[Items from a dataset]
=======
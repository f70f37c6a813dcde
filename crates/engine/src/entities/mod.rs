//! Entity operation wrappers over the persistence ports.

mod campaign;

pub use campaign::Campaign;
//! Interaction modes.
//!
//! The mode is carried explicitly alongside each turn instead of being
//! inferred from free-text scanning of the previous response. Validation
//! rules (planning blocks, god-mode responses) key off this variant.

use std::fmt;

use serde::{Deserialize, Serialize};

/// How the player is currently interacting with the engine.
#[derive(Debug, Clone, Copy, PartialEq, Eq, Hash, Serialize, Deserialize, Default)]
#[serde(rename_all = "snake_case")]
pub enum Mode {
    /// Normal in-story play. A planning block is required after each turn.
    #[default]
    Story,
    /// DM-style narration without player-facing planning blocks.
    Dm,
    /// Out-of-character administrative interaction; story rules suspended.
    God,
}

impl Mode {
    pub fn as_str(&self) -> &'static str {
        match self {
            Self::Story => "story",
            Self::Dm => "dm",
            Self::God => "god",
        }
    }

    /// Whether a planning block must be present in responses for this mode.
    pub fn requires_planning_block(&self) -> bool {
        matches!(self, Self::Story)
    }

    /// Whether a planning block is forbidden in responses for this mode.
    pub fn forbids_planning_block(&self) -> bool {
        matches!(self, Self::God)
    }
}

impl fmt::Display for Mode {
    fn fmt(&self, f: &mut fmt::Formatter<'_>) -> fmt::Result {
        write!(f, "{}", self.as_str())
    }
}
//! Infrastructure layer: ports and adapters for external systems.

pub mod clock;
pub mod gemini;
pub mod persistence;
pub mod ports;
pub mod resilient_llm;
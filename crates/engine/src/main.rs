//! WorldArchitect Engine - Main entry point.

use std::net::SocketAddr;
use std::sync::Arc;

use axum::http::{HeaderValue, Method};
use tower_http::cors::{Any, CorsLayer};
use tower_http::trace::TraceLayer;
use tracing_subscriber::{layer::SubscriberExt, util::SubscriberInitExt};

use worldarch_engine::app::App;
use worldarch_engine::infrastructure::{
    clock::SystemClock,
    gemini::GeminiClient,
    persistence::{InMemoryCampaignRepo, SqliteCampaignRepo},
    ports::{CampaignRepo, ClockPort, LlmPort},
    resilient_llm::{ResilientLlmClient, RetryConfig},
};
use worldarch_engine::{api, prompt_templates};

#[tokio::main]
async fn main() -> anyhow::Result<()> {
    // Load environment from repo root (the engine may run from `crates/engine`).
    load_dotenv_from_repo_root();

    // Initialize logging
    tracing_subscriber::registry()
        .with(
            tracing_subscriber::EnvFilter::try_from_default_env()
                .unwrap_or_else(|_| "worldarch_engine=debug,tower_http=debug".into()),
        )
        .with(tracing_subscriber::fmt::layer())
        .init();

    tracing::info!("Starting WorldArchitect Engine");

    // Load configuration
    let server_host = std::env::var("SERVER_HOST").unwrap_or_else(|_| "0.0.0.0".into());
    let server_port: u16 = std::env::var("SERVER_PORT")
        .or_else(|_| std::env::var("PORT"))
        .unwrap_or_else(|_| "3000".into())
        .parse()
        .unwrap_or(3000);

    for key in prompt_templates::all_keys() {
        let env_var = prompt_templates::key_to_env_var(key);
        if std::env::var(&env_var).is_ok() {
            tracing::info!(key, env_var, "Prompt template overridden from environment");
        }
    }

    // Campaign persistence: SQLite by default, in-memory for ephemeral runs.
    let clock: Arc<dyn ClockPort> = Arc::new(SystemClock::new());
    let repo: Arc<dyn CampaignRepo> = match std::env::var("CAMPAIGN_DB").as_deref() {
        Ok(":memory:") => {
            tracing::warn!("CAMPAIGN_DB=:memory:, campaign data will not survive restart");
            Arc::new(InMemoryCampaignRepo::new())
        }
        Ok(path) => Arc::new(SqliteCampaignRepo::new(path, clock.clone()).await?),
        Err(_) => Arc::new(SqliteCampaignRepo::new("campaigns.db", clock.clone()).await?),
    };

    // LLM client with retry
    let gemini = Arc::new(GeminiClient::from_env());
    let retry_config = RetryConfig::default();
    tracing::info!(
        "LLM client configured with retry: max_retries={}, base_delay_ms={}",
        retry_config.max_retries,
        retry_config.base_delay_ms
    );
    let llm: Arc<dyn LlmPort> = Arc::new(ResilientLlmClient::new(gemini, retry_config));

    // Create application
    let app = Arc::new(App::new(repo, llm));

    let mut router = api::http::routes()
        .with_state(app)
        .layer(TraceLayer::new_for_http());

    if let Some(cors) = build_cors_layer_from_env() {
        router = router.layer(cors);
    }

    // Start server
    let addr: SocketAddr = format!("{server_host}:{server_port}").parse()?;
    tracing::info!("Listening on {}", addr);

    let listener = tokio::net::TcpListener::bind(addr).await?;
    axum::serve(listener, router).await?;

    Ok(())
}

fn load_dotenv_from_repo_root() {
    let repo_root = std::path::Path::new(env!("CARGO_MANIFEST_DIR"))
        .join("..")
        .join("..");

    // Prefer local overrides.
    for filename in [".env.local", ".env"] {
        let path = repo_root.join(filename);
        if path.exists() {
            let _ = dotenvy::from_path(path);
        }
    }
}

fn build_cors_layer_from_env() -> Option<CorsLayer> {
    let allowed_origins = std::env::var("CORS_ALLOWED_ORIGINS")
        .ok()
        .map(|s| s.trim().to_string())
        .filter(|s| !s.is_empty());

    let allowed_origins = allowed_origins?;

    let mut cors = CorsLayer::new()
        .allow_methods([
            Method::GET,
            Method::POST,
            Method::PUT,
            Method::OPTIONS,
        ])
        .allow_headers([axum::http::header::CONTENT_TYPE]);

    if allowed_origins == "*" {
        cors = cors.allow_origin(Any);
    } else {
        let origins: Vec<HeaderValue> = allowed_origins
            .split(',')
            .map(str::trim)
            .filter(|s| !s.is_empty())
            .filter_map(|s| HeaderValue::from_str(s).ok())
            .collect();

        if origins.is_empty() {
            return None;
        }

        cors = cors.allow_origin(origins);
    }

    Some(cors)
}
=======
Work instructions
Among the entries above, find the line with "let env_var = prompt_templates::key_to_env_var(key);" and the line with "let app = Arc::new(App::new(repo, llm));"; give again exactly these two lines and all lines between them.

Reply to the exercise
        let env_var = prompt_templates::key_to_env_var(key);
        if std::env::var(&env_var).is_ok() {
            tracing::info!(key, env_var, "Prompt template overridden from environment");
        }
    }

    // Campaign persistence: SQLite by default, in-memory for ephemeral runs.
    let clock: Arc<dyn ClockPort> = Arc::new(SystemClock::new());
    let repo: Arc<dyn CampaignRepo> = match std::env::var("CAMPAIGN_DB").as_deref() {
        Ok(":memory:") => {
            tracing::warn!("CAMPAIGN_DB=:memory:, campaign data will not survive restart");
            Arc::new(InMemoryCampaignRepo::new())
        }
        Ok(path) => Arc::new(SqliteCampaignRepo::new(path, clock.clone()).await?),
        Err(_) => Arc::new(SqliteCampaignRepo::new("campaigns.db", clock.clone()).await?),
    };

    // LLM client with retry
    let gemini = Arc::new(GeminiClient::from_env());
    let retry_config = RetryConfig::default();
    tracing::info!(
        "LLM client configured with retry: max_retries={}, base_delay_ms={}",
        retry_config.max_retries,
        retry_config.base_delay_ms
    );
    let llm: Arc<dyn LlmPort> = Arc::new(ResilientLlmClient::new(gemini, retry_config));

    // Create application
    let app = Arc::new(App::new(repo, llm));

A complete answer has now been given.